## [Records provided]
=== Section Start ===

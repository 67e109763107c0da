use crate::config::TelemetryConfig;
use std::fmt;
use tracing_subscriber::filter::ParseError;
use tracing_subscriber::EnvFilter;

#[derive(Debug)]
pub enum TelemetryError {
    EnvFilter { value: String, source: ParseError },
    Subscriber(Box<dyn std::error::Error + Send + Sync>),
}

impl fmt::Display for TelemetryError {
    fn fmt(&self, f: &mut fmt::Formatter<'_>) -> fmt::Result {
        match self {
            TelemetryError::EnvFilter { value, .. } => {
                write!(f, "invalid log level/filter '{value}'")
            }
            TelemetryError::Subscriber(err) => write!(f, "unable to install subscriber: {err}"),
        }
    }
}

impl std::error::Error for TelemetryError {
    fn source(&self) -> Option<&(dyn std::error::Error + 'static)> {
        match self {
            TelemetryError::EnvFilter { source, .. } => Some(source),
            TelemetryError::Subscriber(err) => Some(&**err),
        }
    }
}

/// `RUST_LOG` wins over the configured level.
pub fn env_filter(config: &TelemetryConfig) -> Result<EnvFilter, TelemetryError> {
    match EnvFilter::try_from_default_env() {
        Ok(filter) => Ok(filter),
        Err(_) => EnvFilter::try_new(&config.log_level).map_err(|source| {
            TelemetryError::EnvFilter {
                value: config.log_level.clone(),
                source,
            }
        }),
    }
}

/// Installs the global subscriber. Output goes to stderr so CLI reports on
/// stdout stay machine readable.
pub fn init(config: &TelemetryConfig) -> Result<(), TelemetryError> {
    tracing_subscriber::fmt()
        .with_env_filter(env_filter(config)?)
        .with_writer(std::io::stderr)
        .with_target(false)
        .compact()
        .with_ansi(false)
        .try_init()
        .map_err(TelemetryError::Subscriber)
}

=== Section End ===

## [Exercise goal]
Repeat the lines above, from the one containing "Err(_) => EnvFilter::try_new(&config.log_level).map_err(|source|" to the final line, word for word and with nothing else.

## [Response below]
        Err(_) => EnvFilter::try_new(&config.log_level).map_err(|source| {
            TelemetryError::EnvFilter {
                value: config.log_level.clone(),
                source,
            }
        }),
    }
}

/// Installs the global subscriber. Output goes to stderr so CLI reports on
/// stdout stay machine readable.
pub fn init(config: &TelemetryConfig) -> Result<(), TelemetryError> {
    tracing_subscriber::fmt()
        .with_env_filter(env_filter(config)?)
        .with_writer(std::io::stderr)
        .with_target(false)
        .compact()
        .with_ansi(false)
        .try_init()
        .map_err(TelemetryError::Subscriber)
}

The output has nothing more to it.